I am surprised to see that you can activate either the help or 911 functions with a single button press (assuming the unit is turned on - which it will if it is in tracking mode).

The other obvious room for improvement is accepting other batteries if necessary - Li Ion have a lot of plus points - but if you discover the unit is dead in a remote area getting replacements is going to be difficult.
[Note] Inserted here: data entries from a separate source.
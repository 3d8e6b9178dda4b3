pub mod exec;
pub mod manager;
pub mod models;
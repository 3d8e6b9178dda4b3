use chrono::NaiveDate;
use serde::{Deserialize, Serialize};
use sqlx::FromRow;

#[derive(Debug, Clone, Serialize, Deserialize, FromRow)]
pub struct Program {
    pub id: i32,
    pub program_name: String,
    pub description: Option<String>,
    pub program_date: NaiveDate,
    pub center_id: Option<i32>,
}

#[derive(Debug, Clone, Deserialize)]
pub struct NewProgram {
    pub program_name: String,
    pub description: Option<String>,
    pub program_date: NaiveDate,
}

/// Option row for the program dropdown on entry forms.
#[derive(Debug, Clone, Serialize, FromRow)]
pub struct ProgramOption {
    pub id: i32,
    pub program_name: String,
}
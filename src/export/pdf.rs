use lopdf::content::{Content, Operation};
use lopdf::{dictionary, Document, Object, Stream};

use super::ExportError;
use crate::database::models::receipt::ReceiptRecord;

// A4 in points
const PAGE_WIDTH: i64 = 595;
const PAGE_HEIGHT: i64 = 842;
const MARGIN: f32 = 50.0;

/// Render a single-page donation receipt for an already-validated
/// (receipt number, donor mobile) lookup.
pub fn render_receipt_pdf(record: &ReceiptRecord) -> Result<Vec<u8>, ExportError> {
    let mut doc = Document::with_version("1.5");
    let pages_id = doc.new_object_id();

    let regular = doc.add_object(dictionary! {
        "Type" => "Font",
        "Subtype" => "Type1",
        "BaseFont" => "Helvetica",
    });
    let bold = doc.add_object(dictionary! {
        "Type" => "Font",
        "Subtype" => "Type1",
        "BaseFont" => "Helvetica-Bold",
    });
    let resources_id = doc.add_object(dictionary! {
        "Font" => dictionary! { "F1" => regular, "F2" => bold },
    });

    let content = Content {
        operations: receipt_operations(record),
    };
    let encoded = content
        .encode()
        .map_err(|e| ExportError::Pdf(e.to_string()))?;
    let content_id = doc.add_object(Stream::new(dictionary! {}, encoded));

    let page_id = doc.add_object(dictionary! {
        "Type" => "Page",
        "Parent" => pages_id,
        "Contents" => content_id,
    });
    doc.objects.insert(
        pages_id,
        Object::Dictionary(dictionary! {
            "Type" => "Pages",
            "Kids" => vec![page_id.into()],
            "Count" => 1,
            "Resources" => resources_id,
            "MediaBox" => vec![0.into(), 0.into(), PAGE_WIDTH.into(), PAGE_HEIGHT.into()],
        }),
    );

    let catalog_id = doc.add_object(dictionary! {
        "Type" => "Catalog",
        "Pages" => pages_id,
    });
    doc.trailer.set("Root", catalog_id);
    doc.compress();

    let mut buffer = Vec::new();
    doc.save_to(&mut buffer)
        .map_err(|e| ExportError::Pdf(e.to_string()))?;
    Ok(buffer)
}

fn receipt_operations(record: &ReceiptRecord) -> Vec<Operation> {
    let mut ops = Vec::new();

    text(&mut ops, "F2", 18.0, 230.0, 780.0, "Donation Receipt");

    let mut y = 730.0;
    let right_col = PAGE_WIDTH as f32 / 2.0 + 40.0;

    text(
        &mut ops,
        "F1",
        12.0,
        MARGIN,
        y,
        &format!("Receipt No: {}", record.receipt_number),
    );
    text(
        &mut ops,
        "F1",
        12.0,
        right_col,
        y,
        &format!("Donation Date: {}", record.donation_date.format("%d/%m/%Y")),
    );

    y -= 24.0;
    text(
        &mut ops,
        "F1",
        12.0,
        MARGIN,
        y,
        &format!("Donor Name: {} {}", record.first_name, record.last_name),
    );
    text(
        &mut ops,
        "F1",
        12.0,
        right_col,
        y,
        &format!("Donation Amount: Rs. {}", record.donation_amount),
    );

    y -= 24.0;
    text(
        &mut ops,
        "F1",
        12.0,
        MARGIN,
        y,
        &format!("Donor Email: {}", record.email.as_deref().unwrap_or("-")),
    );

    y -= 18.0;
    let address = format!(
        "Donor Address: {} {}",
        record.city.as_deref().unwrap_or(""),
        record.state.as_deref().unwrap_or("")
    );
    text(&mut ops, "F1", 12.0, MARGIN, y, address.trim_end());

    if let Some(mode) = record.payment_mode.as_deref() {
        y -= 18.0;
        text(&mut ops, "F1", 12.0, MARGIN, y, &format!("Payment Mode: {}", mode));
    }

    // Footer: issuing center identity and disclaimer
    let mut footer_y = 160.0;
    text(
        &mut ops,
        "F1",
        10.0,
        MARGIN,
        footer_y,
        "--------------------------------------------------",
    );
    for line in [
        record.center_legal_name.as_deref().unwrap_or(""),
        record.center_address.as_deref().unwrap_or(""),
    ] {
        footer_y -= 14.0;
        text(&mut ops, "F1", 10.0, MARGIN, footer_y, line);
    }
    footer_y -= 14.0;
    text(
        &mut ops,
        "F1",
        10.0,
        MARGIN,
        footer_y,
        &format!("Phone: {}", record.center_phone.as_deref().unwrap_or("-")),
    );
    footer_y -= 14.0;
    text(
        &mut ops,
        "F1",
        10.0,
        MARGIN,
        footer_y,
        &format!("Website: {}", record.website.as_deref().unwrap_or("-")),
    );
    footer_y -= 24.0;
    text(
        &mut ops,
        "F1",
        10.0,
        MARGIN,
        footer_y,
        "This is a computer generated receipt.",
    );

    ops
}

fn text(ops: &mut Vec<Operation>, font: &str, size: f32, x: f32, y: f32, s: &str) {
    ops.push(Operation::new("BT", vec![]));
    ops.push(Operation::new("Tf", vec![font.into(), size.into()]));
    ops.push(Operation::new("Td", vec![x.into(), y.into()]));
    ops.push(Operation::new("Tj", vec![Object::string_literal(s)]));
    ops.push(Operation::new("ET", vec![]));
}

#[cfg(test)]
mod tests {
    use super::*;
    use chrono::NaiveDate;
    use rust_decimal::Decimal;

    fn sample_record() -> ReceiptRecord {
        ReceiptRecord {
            receipt_number: "RCPT-1700000000000".to_string(),
            donation_amount: Decimal::new(250000, 2),
            donation_date: NaiveDate::from_ymd_opt(2024, 7, 15).unwrap(),
            payment_mode: Some("UPI".to_string()),
            first_name: "Asha".to_string(),
            last_name: "Verma".to_string(),
            email: Some("asha@example.com".to_string()),
            city: Some("Pune".to_string()),
            state: Some("Maharashtra".to_string()),
            center_legal_name: Some("Hope Foundation Trust".to_string()),
            center_address: Some("12 MG Road, Pune".to_string()),
            center_phone: Some("020-5551234".to_string()),
            website: Some("hope.example.org".to_string()),
        }
    }

    #[test]
    fn renders_a_parseable_single_page_document() {
        let bytes = render_receipt_pdf(&sample_record()).unwrap();
        assert!(bytes.starts_with(b"%PDF-1.5"));

        let doc = Document::load_mem(&bytes).unwrap();
        assert_eq!(doc.get_pages().len(), 1);
    }

    #[test]
    fn handles_missing_optional_fields() {
        let mut record = sample_record();
        record.email = None;
        record.city = None;
        record.state = None;
        record.payment_mode = None;
        record.center_legal_name = None;
        record.website = None;

        let bytes = render_receipt_pdf(&record).unwrap();
        assert!(bytes.starts_with(b"%PDF"));
    }
}
use sqlx::PgPool;

use crate::database::manager::DatabaseError;
use crate::database::models::receipt::ReceiptRecord;
use crate::error::ApiError;
use crate::export;

const LOOKUP_SQL: &str = "SELECT d.receipt_number, d.donation_amount, d.donation_date, d.payment_mode, \
            dn.first_name, dn.last_name, dn.email, dn.city, dn.state, \
            c.center_legal_name, c.center_address, c.center_phone, c.website \
     FROM donations d \
     JOIN donors dn ON d.donor_id = dn.id \
     JOIN centers c ON d.center_id = c.id \
     WHERE d.receipt_number = $1 AND dn.mobile = $2";

/// Public receipt verification and printing. These endpoints are
/// unauthenticated; the (receipt number, donor mobile) pair acts as the
/// capability - both values must match a single donation row.
pub struct ReceiptService {
    pool: PgPool,
}

impl ReceiptService {
    pub fn new(pool: PgPool) -> Self {
        Self { pool }
    }

    async fn lookup(
        &self,
        receipt: &str,
        mobile: &str,
    ) -> Result<Option<ReceiptRecord>, ApiError> {
        let row = sqlx::query_as::<_, ReceiptRecord>(LOOKUP_SQL)
            .bind(receipt)
            .bind(mobile)
            .fetch_optional(&self.pool)
            .await
            .map_err(DatabaseError::from)?;
        Ok(row)
    }

    pub async fn validate(&self, receipt: &str, mobile: &str) -> Result<bool, ApiError> {
        Ok(self.lookup(receipt, mobile).await?.is_some())
    }

    /// Render the receipt PDF, or 404 when the pair matches no donation.
    pub async fn pdf(&self, receipt: &str, mobile: &str) -> Result<Vec<u8>, ApiError> {
        let record = self
            .lookup(receipt, mobile)
            .await?
            .ok_or_else(|| ApiError::not_found("Invalid receipt"))?;
        Ok(export::render_receipt_pdf(&record)?)
    }
}
use sqlx::PgPool;

use crate::database::manager::DatabaseError;
use crate::database::models::center::ProfileCard;
use crate::error::ApiError;
use crate::middleware::AuthSession;
use crate::query::Role;

pub struct ProfileService {
    pool: PgPool,
}

impl ProfileService {
    pub fn new(pool: PgPool) -> Self {
        Self { pool }
    }

    /// The signed-in admin's center identity card. The global Admin has no
    /// center, so a fixed placeholder card is returned instead.
    pub async fn card(&self, session: &AuthSession) -> Result<ProfileCard, ApiError> {
        match session.role {
            Role::Admin => Ok(master_admin_card()),
            Role::CenterAdmin => {
                let center_id = session
                    .center_id
                    .ok_or_else(|| ApiError::not_found("No center assigned"))?;

                let row = sqlx::query_as::<_, ProfileCard>(
                    "SELECT center_legal_name, center_address, center_pan, \
                            center_email, center_phone, website \
                     FROM centers WHERE id = $1",
                )
                .bind(center_id)
                .fetch_optional(&self.pool)
                .await
                .map_err(DatabaseError::from)?;

                row.ok_or_else(|| ApiError::not_found("Center not found"))
            }
        }
    }
}

fn master_admin_card() -> ProfileCard {
    ProfileCard {
        center_legal_name: Some("Master Admin".to_string()),
        center_address: Some("All Centers Access".to_string()),
        center_pan: Some("-".to_string()),
        center_email: Some("-".to_string()),
        center_phone: Some("-".to_string()),
        website: Some("-".to_string()),
    }
}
I suspect it may still work but not float, and power may not last as long etc - but it specifically says may damage the unit.

The unit would also be improved it it would float in the correct orientation to send a message automatically. (The instructions may imply this may not happen).

Finally it always annoys me when I have to pay more for technology in the UK than the US. So where does the justification arise for the cost differences:

$169.99 USD <-- Unit cost --> 149 GBP (list) which is approx $ 300 USD. TBH this difference doesn't surprise me and is typical.

$99.99 USD <-- Basic service --> € 89.00 EUR which is approx $ 137 USD.
$49.99 USD <-- tracking option --> € 39.00 EUR which is approx $ 60 USD

Why, when this is a global service (a US citizen can buy it there and use it here; or I can buy it here and use it there) is there any price differential for the services.

So to buy this product in the UK with tracking will cost me (not counting this special deal) about 100 quid more than it would in the US. That is a turn off.

Don't get me wrong I think it is a pretty good product - but I think it will be interesting to see if there are me2 competitors who can address these issues.